Still,it could go on longer,like...Sakura and Kakashi finding out or something! Don't take me wrong I loved the way you ended the story,I just think I would like a little more.
jada.marcial.3 chapter 5 . 3/31/2013
The awesomeness of this story is like the awesomized version of chocolate cake filled with vanilla cream.
manna-chan chapter 5 . 8/13/2012
cute story, but the endings kinda cheesy
Scatos chapter 4 . 7/13/2012
tu es un cacaaaaa : genre ils se tombent dans les bras "oh oui, révèle-moi tes secrets !" "oh, tu es mon meilleur ami !" "oui, mais pas que ! A partir d'aujourd'hui, je te protègerai toujours !" "oh, sasuke, fais-moi des bébé !" "non, l'auteure a dit "orange juice", nous mènerons donc une relation platonique !" "enfoiré ! J'aurai du écouter ma mère !" "elle est morte !" "la tienne aussi !" "... enfoiré !" "Jte quitte pour Rock Lee !" "! Rock L ... mais ce gars pue ! T'as pas vu ma face de beau gosse emo ?"
hum. Bref. C'était pas très délicat, mais bien écrit U.U
Chapitas1991 chapter 5 . 5/20/2012
LOVED IT. o(.o.)o
Whitt chapter 5 . 3/12/2012
Plz hurry and UPDATEEEEE! :'(
XamierTheNobody chapter 5 . 3/4/2012
Aww This was really cute.
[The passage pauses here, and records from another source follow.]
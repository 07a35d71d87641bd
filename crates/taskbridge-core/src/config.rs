//! Configuration management for TaskBridge
//!
//! Handles loading, saving, and validating the engine configuration:
//! render debounce and splitting, input coalescing, interactive wait bounds,
//! the agent subprocess, and session storage.

use std::path::{Path, PathBuf};
use std::time::Duration;

use serde::{Deserialize, Serialize};

use crate::error::{Error, Result};

/// Characters kept free in every message for the part header and status line
pub const CHROME_RESERVE: usize = 100;
/// Smallest body budget of one message part
pub const MIN_BUDGET: usize = 64;

/// Main engine configuration
#[derive(Debug, Clone, Default, Serialize, Deserialize)]
pub struct Config {
    /// Update renderer settings
    #[serde(default)]
    pub render: RenderConfig,
    /// Input coalescer settings
    #[serde(default)]
    pub coalesce: CoalesceConfig,
    /// Human-in-the-loop wait bounds
    #[serde(default)]
    pub interaction: InteractionConfig,
    /// Agent subprocess settings
    #[serde(default)]
    pub agent: AgentConfig,
    /// Session defaults and storage
    #[serde(default)]
    pub session: SessionConfig,
    /// General application settings
    #[serde(default)]
    pub general: GeneralConfig,
}

impl Config {
    /// Check the values that would make the engine misbehave
    pub fn validate(&self) -> Result<()> {
        if self.render.max_message_len < RenderConfig::MIN_MESSAGE_LEN {
            return Err(Error::Config(format!(
                "render.max_message_len must be at least {}, got {}",
                RenderConfig::MIN_MESSAGE_LEN,
                self.render.max_message_len
            )));
        }
        if self.render.debounce_ms == 0 {
            return Err(Error::Config("render.debounce_ms must be positive".to_string()));
        }
        if !(self.render.backoff_multiplier > 0.0) {
            return Err(Error::Config(format!(
                "render.backoff_multiplier must be positive, got {}",
                self.render.backoff_multiplier
            )));
        }
        if self.coalesce.window_ms == 0 {
            return Err(Error::Config("coalesce.window_ms must be positive".to_string()));
        }
        Ok(())
    }
}

/// Update renderer configuration
#[derive(Debug, Clone, Serialize, Deserialize)]
#[serde(default)]
pub struct RenderConfig {
    /// Minimum interval between two flushes of the same render target
    pub debounce_ms: u64,
    /// Maximum length of one outbound message, in characters
    pub max_message_len: usize,
    /// Edit retries after a rate-limit rejection, per flush
    pub max_rate_limit_retries: u32,
    /// Upper bound on a single rate-limit wait
    pub max_backoff_ms: u64,
    /// Scale applied to the transport's `retry_after`
    pub backoff_multiplier: f64,
}

impl Default for RenderConfig {
    fn default() -> Self {
        Self {
            debounce_ms: 2000,
            max_message_len: 4096,
            max_rate_limit_retries: 3,
            max_backoff_ms: 30_000,
            backoff_multiplier: 1.0,
        }
    }
}

impl RenderConfig {
    /// Shortest message that still fits the chrome and a minimal body
    pub const MIN_MESSAGE_LEN: usize = CHROME_RESERVE + MIN_BUDGET;

    /// Body budget of one part, given the limit the transport reports
    pub fn body_budget(&self, transport_limit: Option<usize>) -> usize {
        let limit = match transport_limit {
            Some(transport_limit) => transport_limit.min(self.max_message_len),
            None => self.max_message_len,
        };
        limit.saturating_sub(CHROME_RESERVE).max(MIN_BUDGET)
    }

    pub fn debounce(&self) -> Duration {
        Duration::from_millis(self.debounce_ms)
    }

    pub fn max_backoff(&self) -> Duration {
        Duration::from_millis(self.max_backoff_ms)
    }

    /// Wait to apply for a transport-instructed retry delay
    pub fn backoff_for(&self, retry_after: Duration) -> Duration {
        retry_after
            .mul_f64(self.backoff_multiplier)
            .min(self.max_backoff())
    }
}

/// Input coalescer configuration
#[derive(Debug, Clone, Serialize, Deserialize)]
#[serde(default)]
pub struct CoalesceConfig {
    /// How long a batch stays open collecting inputs
    pub window_ms: u64,
    /// Bound on waiting for an in-flight countdown after cancelling it
    pub settle_timeout_ms: u64,
    /// Joiner used when combining inputs into one text
    pub separator: String,
}

impl Default for CoalesceConfig {
    fn default() -> Self {
        Self {
            window_ms: 1500,
            settle_timeout_ms: 1000,
            separator: "\n\n".to_string(),
        }
    }
}

impl CoalesceConfig {
    pub fn window(&self) -> Duration {
        Duration::from_millis(self.window_ms)
    }

    pub fn settle_timeout(&self) -> Duration {
        Duration::from_millis(self.settle_timeout_ms)
    }
}

/// Interactive wait bounds
#[derive(Debug, Clone, Serialize, Deserialize)]
#[serde(default)]
pub struct InteractionConfig {
    pub permission_timeout_secs: u64,
    pub question_timeout_secs: u64,
    pub plan_timeout_secs: u64,
}

impl Default for InteractionConfig {
    fn default() -> Self {
        Self {
            permission_timeout_secs: 300,
            question_timeout_secs: 300,
            plan_timeout_secs: 600,
        }
    }
}

impl InteractionConfig {
    pub fn permission_timeout(&self) -> Duration {
        Duration::from_secs(self.permission_timeout_secs)
    }

    pub fn question_timeout(&self) -> Duration {
        Duration::from_secs(self.question_timeout_secs)
    }

    pub fn plan_timeout(&self) -> Duration {
        Duration::from_secs(self.plan_timeout_secs)
    }
}

/// Agent subprocess configuration
#[derive(Debug, Clone, Serialize, Deserialize)]
#[serde(default)]
pub struct AgentConfig {
    /// Executable speaking the JSON-lines turn protocol
    pub command: String,
    /// Extra arguments passed to the executable
    pub args: Vec<String>,
}

impl Default for AgentConfig {
    fn default() -> Self {
        Self {
            command: "claude-agent".to_string(),
            args: Vec::new(),
        }
    }
}

/// Session defaults and storage
#[derive(Debug, Clone, Serialize, Deserialize)]
#[serde(default)]
pub struct SessionConfig {
    /// Working directory for users without a stored preference
    pub default_working_dir: PathBuf,
    /// Directory for persisted session files
    #[serde(skip_serializing_if = "Option::is_none")]
    pub storage_dir: Option<PathBuf>,
}

impl Default for SessionConfig {
    fn default() -> Self {
        Self {
            default_working_dir: std::env::current_dir().unwrap_or_default(),
            storage_dir: None,
        }
    }
}

impl SessionConfig {
    /// Storage directory, falling back to the platform data dir
    pub fn storage_dir(&self) -> PathBuf {
        self.storage_dir.clone().unwrap_or_else(|| {
            dirs::data_dir()
                .map(|p| p.join("taskbridge"))
                .unwrap_or_else(|| PathBuf::from(".taskbridge"))
                .join("sessions")
        })
    }
}

/// General application configuration
#[derive(Debug, Clone, Serialize, Deserialize)]
#[serde(default)]
pub struct GeneralConfig {
    /// Log level
    pub log_level: String,
}

impl Default for GeneralConfig {
    fn default() -> Self {
        Self {
            log_level: "info".to_string(),
        }
    }
}

/// Configuration manager for loading and saving config
pub struct ConfigManager {
    config_path: PathBuf,
    config: Config,
}

impl ConfigManager {
    /// Create a new config manager with default path
    pub fn new() -> Result<Self> {
        let config_path = Self::default_config_path()?;
        Self::with_path(config_path)
    }

    /// Create a config manager with a specific path
    pub fn with_path(config_path: PathBuf) -> Result<Self> {
        let config = if config_path.exists() {
            Self::load_from_path(&config_path)?
        } else {
            Config::default()
        };
        config.validate()?;

        Ok(Self { config_path, config })
    }

    /// Get the default config path
    pub fn default_config_path() -> Result<PathBuf> {
        let config_dir = dirs::config_dir()
            .ok_or_else(|| Error::Config("Could not find config directory".to_string()))?;

        Ok(config_dir.join("taskbridge").join("config.toml"))
    }

    fn load_from_path(path: &Path) -> Result<Config> {
        let content = std::fs::read_to_string(path)
            .map_err(|e| Error::Config(format!("Failed to read config: {}", e)))?;

        toml::from_str(&content)
            .map_err(|e| Error::Config(format!("Failed to parse config: {}", e)))
    }

    pub fn config(&self) -> &Config {
        &self.config
    }

    pub fn config_mut(&mut self) -> &mut Config {
        &mut self.config
    }

    pub fn path(&self) -> &Path {
        &self.config_path
    }

    /// Save the current configuration to disk
    pub fn save(&self) -> Result<()> {
        if let Some(parent) = self.config_path.parent() {
            std::fs::create_dir_all(parent)
                .map_err(|e| Error::Config(format!("Failed to create config dir: {}", e)))?;
        }

        let content = toml::to_string_pretty(&self.config)
            .map_err(|e| Error::Config(format!("Failed to serialize config: {}", e)))?;

        std::fs::write(&self.config_path, content)
            .map_err(|e| Error::Config(format!("Failed to write config: {}", e)))?;

        Ok(())
    }
}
I love how he told Sakura off. That was one of my favorite parts! This story is amazing.
XamierTheNobody chapter 2 . 3/4/2012
You've forced me to review D: I don't want to die. Loving the story so far. I'm going to read the next chapter now.
Whitt chapter 5 . 2/20/2012
Aw won't u plz update? (
Whitt chapter 5 . 2/11/2012
Aw chapter 5 was so romantic I Loved the story and hope u continue ur excellent work on this story!
666snoopy chapter 5 . 2/9/2012
That was a great story. Loved it!
AkurnaSkulblaka chapter 5 . 2/8/2012
Eh, it was the same throughout the entire fic. Too much dialogue. Think of it this way; You put a lot of dialogue, right? So when you do decide to put in a few sentences describing actions and emotions, the overuse of speech makes the random emotional description seem out of place, making the entire paragraph awkward. And if you do it enough times; the whole piece. Just keep that in mind. Also Show Don't Tell. Keep THAT in mind too.

Good luck!

AkurnaSkulblaka
AkurnaSkulblaka chapter 1 . 2/8/2012
I really like this story! BUT! There's just one thing with the end of this chapter; There's too much dialogue and not enough action and emotion. Just that, the talked too much for the amount of description put in. Don't just put; He said, she said, she shouted, he yelled; Put things like actions that go along with what the character is saying, or thoughts from ONE character in reaction to what another character said. Little things. Besides that? It was great!

Good luck!

AkurnaSkulblaka

I R NOT FLAMING!
Apollymi28 chapter 5 . 2/8/2012
The only complaint I have is that they should have moved into the Uchiha house. A lot more room and much nicer then Naruto's sh**hole. Good they moved in together help protect him. I'm sure after that they wouldn't be able to hide there relationship once they moved in no matter where. Save money too wont have to pay rent for an apartment. It still was nice. Like the whole Sakura thing. And how sweet how Sasuke protected Naruto. He is keeping that promise he made to himself.